そういった点につきましても何か変化確認のポイントなどがあればご教示頂けますと幸甚です。
葉状腫瘍は癌などの方と比べれば緊急性もないとは思いますが、情報が少ないことで、ただただ再発するのではないか、と不安を抱えた日々を過ごしています。
先生のような専門性をお持ちの方にこのようなサイト上でお答え頂けることが凄く救われます。
何卒、よろしくお願い申し上げます。
追伸:私の文章が誤解を招いたかもしれませんが、出身は○○ですが、現在は東京に暮らしており、手術は東京の某大学病院で行いました。こちらは病院がたくさんあるので全然良し悪しが分からない中、ネットで先生のことを見つけて何となく安心できたのでご質問させて頂いた次第です。
 

田澤先生から 【回答2】

こんにちは。田澤です。
「針生検の結果についても病院により分析結果が異なることはありますか。今回ももし針生検をしても結果は繊維腺腫と出て、結局葉状腫瘍だった、、、というリスクがどの程度あるのか」
⇒これは、難しい質問です。
 「病院により」というよりも「病理医により」というのが実情です。
 「線維腺腫と葉状腫瘍(特に良性)」は「針生検での鑑別は困難」と考えてください。
 ただし、「明らかに線維腺腫」と判断できるものは大丈夫です。
 つまり、「fibroepithelial tumor 線維腺腫の可能性が高いが、葉状腫瘍も否定できない」という結果が出やすいのです。

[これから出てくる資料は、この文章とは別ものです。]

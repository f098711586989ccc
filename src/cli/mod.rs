//! CLI command handlers
//!
//! This module contains the implementation of CLI commands,
//! bridging the clap argument parsing with the service layer.

pub mod entry;
pub mod input;
pub mod interactive;

pub use entry::{handle_entry_command, EntryCommands, FilterArgs};
pub use interactive::Session;
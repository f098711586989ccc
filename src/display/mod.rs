//! Display formatting for terminal output
//!
//! Read-only views over entries and balance figures.

pub mod entry;

pub use entry::{format_balance, format_entry_list, format_search_results};
//! Finance journal - a personal income and expense ledger for the terminal
//!
//! Entries (date, category, amount, description) are kept in a plain text
//! file, one per line, and loaded into memory for balance computation,
//! listing, filtered search and in-place editing.
//!
//! # Architecture
//!
//! The crate is organized into the following modules:
//!
//! - `config`: Configuration and path management
//! - `error`: Custom error types
//! - `models`: Entry, category and sparse-update types
//! - `storage`: Journal file storage and the search engine
//! - `services`: Business logic layer with audit logging
//! - `audit`: Audit logging system
//! - `display`: Terminal formatting
//! - `cli`: Command handlers, input validation and the interactive menu
//!
//! # Example
//!
//! ```rust,no_run
//! use finance_journal::models::{Category, Entry};
//! use finance_journal::storage::{EntryFilter, JournalRepository};
//! use chrono::NaiveDate;
//! use rust_decimal::Decimal;
//!
//! # fn main() -> Result<(), finance_journal::JournalError> {
//! let mut journal = JournalRepository::open("finance_journal.txt")?;
//! let date = NaiveDate::from_ymd_opt(2024, 1, 5).unwrap();
//! journal.add_entry(Entry::new(date, Category::Income, Decimal::new(1500, 0), "salary")?)?;
//!
//! let incomes = journal.search(&EntryFilter::new().category(Category::Income));
//! println!("{} income entries, balance {}", incomes.len(), journal.balance()?);
//! # Ok(())
//! # }
//! ```

pub mod audit;
pub mod cli;
pub mod config;
pub mod display;
pub mod error;
pub mod models;
pub mod services;
pub mod storage;

pub use error::{JournalError, JournalResult};
//! Journal repository for line-based storage
//!
//! Owns the ordered list of entries and mirrors it to the journal file. The
//! file is read once on load; every mutation rewrites it completely before
//! returning.

use std::path::{Path, PathBuf};

use rust_decimal::Decimal;

use crate::error::{JournalError, JournalResult};
use crate::models::{Entry, EntryPatch};

use super::file_io::{read_lines, write_lines, WriteMode};
use super::query::{self, EntryFilter, EntryHandle, SearchHit};
use super::record::{format_record, parse_record};

/// Repository for journal entries
#[derive(Debug)]
pub struct JournalRepository {
    path: PathBuf,
    write_mode: WriteMode,
    entries: Vec<Entry>,
    /// Bumped on every mutation; handles from older generations are stale
    generation: u64,
}

impl JournalRepository {
    /// Create a repository for `path` without touching the disk
    pub fn new(path: impl Into<PathBuf>) -> Self {
        Self {
            path: path.into(),
            write_mode: WriteMode::default(),
            entries: Vec::new(),
            generation: 0,
        }
    }

    /// Create a repository and load it from `path`
    ///
    /// A missing file yields an empty journal.
    pub fn open(path: impl Into<PathBuf>) -> JournalResult<Self> {
        let mut repo = Self::new(path);
        repo.load()?;
        Ok(repo)
    }

    /// Use a different write strategy for subsequent saves
    pub fn with_write_mode(mut self, mode: WriteMode) -> Self {
        self.write_mode = mode;
        self
    }

    /// Path of the backing file
    pub fn path(&self) -> &Path {
        &self.path
    }

    /// Load entries from disk, replacing whatever is in memory
    ///
    /// Blank lines are skipped. Any other line that fails to parse aborts the
    /// load and leaves the in-memory entries untouched.
    pub fn load(&mut self) -> JournalResult<()> {
        let lines = read_lines(&self.path)?.unwrap_or_default();

        let entries = lines
            .iter()
            .enumerate()
            .filter(|(_, line)| !line.trim().is_empty())
            .map(|(i, line)| parse_record(line, i + 1))
            .collect::<JournalResult<Vec<_>>>()?;

        self.entries = entries;
        self.bump();
        Ok(())
    }

    /// Re-read the backing file
    pub fn reload(&mut self) -> JournalResult<()> {
        self.load()
    }

    /// Rewrite the backing file from the in-memory entries
    pub fn save_all(&self) -> JournalResult<()> {
        write_lines(&self.path, self.entries.iter().map(format_record), self.write_mode)
    }

    /// Append an entry and persist the journal
    ///
    /// If the write fails the entry is dropped again and the error returned.
    pub fn add_entry(&mut self, entry: Entry) -> JournalResult<EntryHandle> {
        entry.validate()?;
        self.entries.push(entry);

        if let Err(e) = self.save_all() {
            self.entries.pop();
            return Err(e);
        }

        self.bump();
        Ok(EntryHandle {
            index: self.entries.len() - 1,
            generation: self.generation,
        })
    }

    /// Apply a sparse update to the entry behind `handle` and persist the journal
    ///
    /// Fails with [`JournalError::StaleHandle`] if the journal changed since the
    /// handle was produced. On a failed write the previous entry is restored.
    pub fn update(&mut self, handle: EntryHandle, patch: &EntryPatch) -> JournalResult<&Entry> {
        let index = self.resolve(handle)?;

        let previous = self.entries[index].clone();
        self.entries[index].apply(patch)?;

        if let Err(e) = self.save_all() {
            self.entries[index] = previous;
            return Err(e);
        }

        self.bump();
        Ok(&self.entries[index])
    }

    /// Look up the entry behind a handle
    pub fn get(&self, handle: EntryHandle) -> JournalResult<&Entry> {
        let index = self.resolve(handle)?;
        Ok(&self.entries[index])
    }

    /// All entries in insertion order
    pub fn entries(&self) -> &[Entry] {
        &self.entries
    }

    /// Entries matching every predicate of `filter`, in insertion order
    pub fn search(&self, filter: &EntryFilter) -> Vec<SearchHit<'_>> {
        query::search(&self.entries, filter, self.generation)
    }

    /// Sum of all income amounts
    pub fn income_total(&self) -> JournalResult<Decimal> {
        checked_total(self.entries.iter().map(Entry::income), "income total")
    }

    /// Sum of all expense amounts
    pub fn expense_total(&self) -> JournalResult<Decimal> {
        checked_total(self.entries.iter().map(Entry::expense), "expense total")
    }

    /// Income total minus expense total
    pub fn balance(&self) -> JournalResult<Decimal> {
        self.income_total()?
            .checked_sub(self.expense_total()?)
            .ok_or_else(|| JournalError::Overflow("balance is out of range".into()))
    }

    /// Number of entries
    pub fn len(&self) -> usize {
        self.entries.len()
    }

    pub fn is_empty(&self) -> bool {
        self.entries.is_empty()
    }

    fn resolve(&self, handle: EntryHandle) -> JournalResult<usize> {
        if handle.generation != self.generation {
            return Err(JournalError::StaleHandle);
        }
        if handle.index >= self.entries.len() {
            return Err(JournalError::entry_not_found((handle.index + 1).to_string()));
        }
        Ok(handle.index)
    }

    fn bump(&mut self) {
        self.generation = self.generation.wrapping_add(1);
    }
}

fn checked_total(mut amounts: impl Iterator<Item = Decimal>, what: &str) -> JournalResult<Decimal> {
    amounts
        .try_fold(Decimal::ZERO, |total, amount| total.checked_add(amount))
        .ok_or_else(|| JournalError::Overflow(format!("{} is out of range", what)))
}

#[cfg(test)]
mod tests {
    use super::*;
    use crate::models::Category;
    use chrono::NaiveDate;
    use std::fs;
    use tempfile::TempDir;

    fn create_test_repo() -> (TempDir, JournalRepository) {
        let temp_dir = TempDir::new().unwrap();
        let path = temp_dir.path().join("finance_journal.txt");
        let repo = JournalRepository::open(path).unwrap();
        (temp_dir, repo)
    }

    fn date(m: u32, d: u32) -> NaiveDate {
        NaiveDate::from_ymd_opt(2024, m, d).unwrap()
    }

    fn entry(d: u32, category: Category, amount: i64, description: &str) -> Entry {
        Entry::new(date(1, d), category, Decimal::new(amount, 1), description).unwrap()
    }

    fn add_example_entries(repo: &mut JournalRepository) {
        repo.add_entry(entry(5, Category::Income, 15000, "salary")).unwrap();
        repo.add_entry(entry(10, Category::Expense, 2000, "groceries")).unwrap();
    }

    #[test]
    fn test_empty_load() {
        let (temp_dir, repo) = create_test_repo();
        assert!(repo.is_empty());
        assert_eq!(repo.balance().unwrap(), Decimal::ZERO);
        assert!(!temp_dir.path().join("finance_journal.txt").exists());
    }

    #[test]
    fn test_example_scenario() {
        let (temp_dir, mut repo) = create_test_repo();
        add_example_entries(&mut repo);

        assert_eq!(repo.balance().unwrap(), Decimal::new(1300, 0));
        assert_eq!(repo.income_total().unwrap(), Decimal::new(1500, 0));
        assert_eq!(repo.expense_total().unwrap(), Decimal::new(200, 0));

        let all: Vec<&str> = repo.entries().iter().map(|e| e.description.as_str()).collect();
        assert_eq!(all, vec!["salary", "groceries"]);

        let expenses = repo.search(&EntryFilter::new().category(Category::Expense));
        assert_eq!(expenses.len(), 1);
        assert_eq!(expenses[0].entry.description, "groceries");

        let contents = fs::read_to_string(temp_dir.path().join("finance_journal.txt")).unwrap();
        assert_eq!(
            contents,
            "2024-01-05,income,1500.0,salary\n2024-01-10,expense,200.0,groceries\n"
        );
    }

    #[test]
    fn test_save_and_reload_round_trip() {
        let (temp_dir, mut repo) = create_test_repo();
        add_example_entries(&mut repo);
        repo.add_entry(entry(12, Category::Expense, 125, "milk, bread")).unwrap();

        let reopened = JournalRepository::open(temp_dir.path().join("finance_journal.txt")).unwrap();
        assert_eq!(reopened.entries(), repo.entries());
    }

    #[test]
    fn test_balance_identity_with_negative_amounts() {
        let (_temp_dir, mut repo) = create_test_repo();
        repo.add_entry(entry(1, Category::Income, -500, "chargeback")).unwrap();
        repo.add_entry(entry(2, Category::Expense, 300, "fee")).unwrap();

        let income = repo.income_total().unwrap();
        let expense = repo.expense_total().unwrap();
        assert_eq!(repo.balance().unwrap(), income - expense);
        assert_eq!(repo.balance().unwrap(), Decimal::new(-80, 0));
    }

    #[test]
    fn test_update_then_reload_shows_change() {
        let (temp_dir, mut repo) = create_test_repo();
        add_example_entries(&mut repo);

        let handle = repo.search(&EntryFilter::new().category(Category::Expense))[0].handle;
        repo.update(handle, &EntryPatch::new().amount(Decimal::new(250, 0)))
            .unwrap();

        let reopened = JournalRepository::open(temp_dir.path().join("finance_journal.txt")).unwrap();
        let groceries = &reopened.entries()[1];
        assert_eq!(groceries.amount, Decimal::new(250, 0));
        assert_eq!(groceries.description, "groceries");
        assert_eq!(groceries.date, date(1, 10));
        assert_eq!(groceries.category, Category::Expense);
    }

    #[test]
    fn test_handle_goes_stale_after_add() {
        let (_temp_dir, mut repo) = create_test_repo();
        add_example_entries(&mut repo);

        let handle = repo.search(&EntryFilter::new())[0].handle;
        repo.add_entry(entry(15, Category::Expense, 10, "coffee")).unwrap();

        let err = repo
            .update(handle, &EntryPatch::new().description("changed"))
            .unwrap_err();
        assert!(matches!(err, JournalError::StaleHandle));
        assert_eq!(repo.entries()[0].description, "salary");
    }

    #[test]
    fn test_handle_goes_stale_after_update_and_reload() {
        let (_temp_dir, mut repo) = create_test_repo();
        add_example_entries(&mut repo);

        let hits: Vec<EntryHandle> = repo.search(&EntryFilter::new()).iter().map(|h| h.handle).collect();
        repo.update(hits[0], &EntryPatch::new().description("wage")).unwrap();
        assert!(matches!(repo.get(hits[1]), Err(JournalError::StaleHandle)));

        let fresh = repo.search(&EntryFilter::new())[1].handle;
        repo.reload().unwrap();
        assert!(matches!(repo.get(fresh), Err(JournalError::StaleHandle)));
    }

    #[test]
    fn test_add_returns_usable_handle() {
        let (_temp_dir, mut repo) = create_test_repo();
        let handle = repo.add_entry(entry(5, Category::Income, 10, "tip")).unwrap();
        assert_eq!(handle.index(), 0);
        assert_eq!(repo.get(handle).unwrap().description, "tip");
    }

    #[test]
    fn test_invalid_patch_leaves_entry_and_handle_intact() {
        let (_temp_dir, mut repo) = create_test_repo();
        add_example_entries(&mut repo);

        let handle = repo.search(&EntryFilter::new())[0].handle;
        let err = repo
            .update(handle, &EntryPatch::new().description("a\nb"))
            .unwrap_err();
        assert!(err.is_validation());
        assert_eq!(repo.get(handle).unwrap().description, "salary");
    }

    #[test]
    fn test_malformed_line_is_fatal() {
        let temp_dir = TempDir::new().unwrap();
        let path = temp_dir.path().join("finance_journal.txt");
        fs::write(&path, "2024-01-05,income,1500,salary\nnot a record\n").unwrap();

        let err = JournalRepository::open(&path).unwrap_err();
        assert!(matches!(err, JournalError::MalformedRecord { line: 2, .. }));
    }

    #[test]
    fn test_blank_lines_are_skipped() {
        let temp_dir = TempDir::new().unwrap();
        let path = temp_dir.path().join("finance_journal.txt");
        fs::write(&path, "2024-01-05,Income,1500,salary\n\n2024-01-06,expense,5,tea\n").unwrap();

        let repo = JournalRepository::open(&path).unwrap();
        assert_eq!(repo.len(), 2);
        assert_eq!(repo.entries()[0].category, Category::Income);
    }

    #[test]
    fn test_failed_save_rolls_back_add() {
        let temp_dir = TempDir::new().unwrap();
        // The journal path is an existing directory, so every write fails
        let path = temp_dir.path().join("journal_dir");
        fs::create_dir(&path).unwrap();

        let mut repo = JournalRepository::new(&path).with_write_mode(WriteMode::InPlace);
        let result = repo.add_entry(entry(5, Category::Income, 10, "tip"));

        assert!(result.is_err());
        assert!(repo.is_empty());
    }

    #[test]
    fn test_failed_save_rolls_back_update() {
        let temp_dir = TempDir::new().unwrap();
        let path = temp_dir.path().join("finance_journal.txt");
        let mut repo = JournalRepository::open(&path)
            .unwrap()
            .with_write_mode(WriteMode::InPlace);
        add_example_entries(&mut repo);

        let handle = repo.search(&EntryFilter::new().category(Category::Expense))[0].handle;
        fs::remove_file(&path).unwrap();
        fs::create_dir(&path).unwrap();

        let result = repo.update(handle, &EntryPatch::new().amount(Decimal::new(250, 0)));
        assert!(matches!(result, Err(JournalError::Storage(_))));

        let groceries = repo.get(handle).unwrap();
        assert_eq!(groceries.amount, Decimal::new(200, 0));
        assert_eq!(groceries.description, "groceries");
        assert_eq!(repo.expense_total().unwrap(), Decimal::new(200, 0));
    }

    #[test]
    fn test_totals_report_overflow() {
        let temp_dir = TempDir::new().unwrap();
        let path = temp_dir.path().join("finance_journal.txt");
        fs::write(
            &path,
            "2024-01-05,income,50000000000000000000000000000,a\n\
             2024-01-06,income,50000000000000000000000000000,b\n",
        )
        .unwrap();

        let repo = JournalRepository::open(&path).unwrap();
        assert_eq!(repo.len(), 2);
        assert!(matches!(repo.income_total(), Err(JournalError::Overflow(_))));
        assert!(matches!(repo.balance(), Err(JournalError::Overflow(_))));
        assert_eq!(repo.expense_total().unwrap(), Decimal::ZERO);
    }

    #[test]
    fn test_balance_overflow_with_opposite_totals() {
        let temp_dir = TempDir::new().unwrap();
        let path = temp_dir.path().join("finance_journal.txt");
        fs::write(
            &path,
            "2024-01-05,income,70000000000000000000000000000,a\n\
             2024-01-06,expense,-70000000000000000000000000000,b\n",
        )
        .unwrap();

        let repo = JournalRepository::open(&path).unwrap();
        assert!(repo.income_total().is_ok());
        assert!(repo.expense_total().is_ok());
        let err = repo.balance().unwrap_err();
        assert_eq!(err.to_string(), "Arithmetic overflow: balance is out of range");
    }

    #[test]
    fn test_in_place_mode_round_trip() {
        let temp_dir = TempDir::new().unwrap();
        let path = temp_dir.path().join("finance_journal.txt");

        let mut repo = JournalRepository::open(&path)
            .unwrap()
            .with_write_mode(WriteMode::InPlace);
        add_example_entries(&mut repo);

        let reopened = JournalRepository::open(&path).unwrap();
        assert_eq!(reopened.len(), 2);
    }
}
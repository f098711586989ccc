//! Diff generation for audit logging

use serde_json::Value;

/// Describe the fields that differ between two serialized entries
///
/// Both values are objects with the same keys. Returns `None` when nothing
/// changed.
pub fn generate_diff(before: &Value, after: &Value) -> Option<String> {
    let (Value::Object(before), Value::Object(after)) = (before, after) else {
        return None;
    };

    let changes: Vec<String> = before
        .iter()
        .filter_map(|(key, old)| {
            let new = after.get(key).filter(|new| *new != old)?;
            Some(format!("{}: {} -> {}", key, format_value(old), format_value(new)))
        })
        .collect();

    (!changes.is_empty()).then(|| changes.join(", "))
}

fn format_value(value: &Value) -> String {
    match value {
        Value::String(s) if s.is_empty() => "(empty)".to_string(),
        Value::String(s) if s.chars().count() > 50 => {
            let head: String = s.chars().take(47).collect();
            format!("{}...", head)
        }
        Value::String(s) => s.clone(),
        other => other.to_string(),
    }
}
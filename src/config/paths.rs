//! Path management for the finance journal
//!
//! ## Path Resolution Order
//!
//! 1. `FINANCE_JOURNAL_DIR` environment variable (if set)
//! 2. Unix (Linux/macOS): `$XDG_CONFIG_HOME/finance-journal` or `~/.config/finance-journal`
//! 3. Windows: `%APPDATA%\finance-journal`

use std::path::{Path, PathBuf};

use crate::error::JournalError;

/// Environment variable that overrides the base directory
pub const DIR_ENV_VAR: &str = "FINANCE_JOURNAL_DIR";

const APP_DIR_NAME: &str = "finance-journal";

/// Default name of the journal file inside the base directory
pub const DEFAULT_JOURNAL_FILE: &str = "finance_journal.txt";

/// Manages all paths used by the journal
#[derive(Debug, Clone)]
pub struct JournalPaths {
    base_dir: PathBuf,
}

impl JournalPaths {
    /// Resolve paths from the environment
    ///
    /// # Errors
    ///
    /// Returns an error if the home directory cannot be determined.
    pub fn new() -> Result<Self, JournalError> {
        let base_dir = match std::env::var(DIR_ENV_VAR) {
            Ok(custom) if !custom.is_empty() => PathBuf::from(custom),
            _ => resolve_default_path()?,
        };

        Ok(Self { base_dir })
    }

    /// Create JournalPaths with a custom base directory (useful for testing)
    pub fn with_base_dir(base_dir: PathBuf) -> Self {
        Self { base_dir }
    }

    pub fn base_dir(&self) -> &Path {
        &self.base_dir
    }

    /// Path to the settings file
    pub fn settings_file(&self) -> PathBuf {
        self.base_dir.join("config.json")
    }

    /// Path to the audit log
    pub fn audit_log(&self) -> PathBuf {
        self.base_dir.join("audit.log")
    }

    /// Default location of the journal file
    pub fn journal_file(&self) -> PathBuf {
        self.base_dir.join(DEFAULT_JOURNAL_FILE)
    }

    /// Resolve a configured journal location; relative paths live under the base directory
    pub fn resolve_journal_file(&self, configured: Option<&Path>) -> PathBuf {
        match configured {
            Some(path) if path.is_absolute() => path.to_path_buf(),
            Some(path) => self.base_dir.join(path),
            None => self.journal_file(),
        }
    }

    /// Ensure the base directory exists
    pub fn ensure_directories(&self) -> Result<(), JournalError> {
        std::fs::create_dir_all(&self.base_dir)
            .map_err(|e| JournalError::Io(format!("Failed to create base directory: {}", e)))
    }
}

#[cfg(not(windows))]
fn resolve_default_path() -> Result<PathBuf, JournalError> {
    let config_base = match std::env::var("XDG_CONFIG_HOME") {
        Ok(xdg) if !xdg.is_empty() => PathBuf::from(xdg),
        _ => {
            let home = std::env::var("HOME").map_err(|_| {
                JournalError::Config("HOME environment variable not set".into())
            })?;
            PathBuf::from(home).join(".config")
        }
    };
    Ok(config_base.join(APP_DIR_NAME))
}

#[cfg(windows)]
fn resolve_default_path() -> Result<PathBuf, JournalError> {
    let appdata = std::env::var("APPDATA")
        .map_err(|_| JournalError::Config("Could not determine APPDATA directory".into()))?;
    Ok(PathBuf::from(appdata).join(APP_DIR_NAME))
}
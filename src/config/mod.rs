//! Configuration module for the finance journal
//!
//! This module provides configuration management including:
//! - XDG-compliant path resolution
//! - User settings persistence

pub mod paths;
pub mod settings;

pub use paths::JournalPaths;
pub use settings::Settings;
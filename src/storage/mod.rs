//! Storage layer for the finance journal
//!
//! The journal is a flat text file with one entry per line. The repository
//! holds the entries in memory and rewrites the whole file on every change.

pub mod file_io;
pub mod journal;
pub mod query;
pub mod record;

pub use file_io::{append_line, read_lines, write_lines, WriteMode};
pub use journal::JournalRepository;
pub use query::{EntryFilter, EntryHandle, SearchHit};

use std::path::PathBuf;

use crate::audit::{AuditEntry, AuditLogger};
use crate::config::{paths::JournalPaths, settings::Settings};
use crate::error::JournalError;

/// Storage coordinator: the journal repository plus the audit log
pub struct Storage {
    pub journal: JournalRepository,
    audit: Option<AuditLogger>,
    warnings: Vec<String>,
}

impl Storage {
    /// Open the journal described by `settings`, or `journal_file` if given
    pub fn open(
        paths: JournalPaths,
        settings: &Settings,
        journal_file: Option<PathBuf>,
    ) -> Result<Self, JournalError> {
        paths.ensure_directories()?;

        let journal_path = match journal_file {
            Some(path) => path,
            None => paths.resolve_journal_file(settings.journal_file.as_deref()),
        };

        let journal = JournalRepository::open(journal_path)?.with_write_mode(settings.write_mode());
        let audit = settings
            .audit_enabled
            .then(|| AuditLogger::new(paths.audit_log()));

        Ok(Self {
            journal,
            audit,
            warnings: Vec::new(),
        })
    }

    /// The audit logger, if auditing is enabled
    pub fn audit(&self) -> Option<&AuditLogger> {
        self.audit.as_ref()
    }

    /// Append a record to the audit log; a no-op when auditing is disabled
    ///
    /// Called after the journal change is on disk. A failed append does not
    /// undo that change; it is queued for [`Storage::take_warnings`].
    pub fn log_audit(&mut self, entry: &AuditEntry) {
        if let Some(logger) = &self.audit {
            if let Err(e) = logger.log(entry) {
                self.warnings
                    .push(format!("change saved but not recorded in the audit log: {}", e));
            }
        }
    }

    /// Drain warnings collected since the last call
    pub fn take_warnings(&mut self) -> Vec<String> {
        std::mem::take(&mut self.warnings)
    }
}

 この場合には「葉状腫瘍だとしても、良性が殆ど」だと思います。
 「摘出するかどうか」は「エコー像で臨床的な判断」も必要となります。
 
「変化確認のポイントなどがあれば」
⇒質問者は「勘違い」しています。
 「変化」というのは「現状と異なる状況」になることをいいます。
 つまり「今の硬さや違和感は気にしない」ことです。
 ★シコリが大きくなったというのが「変化」です。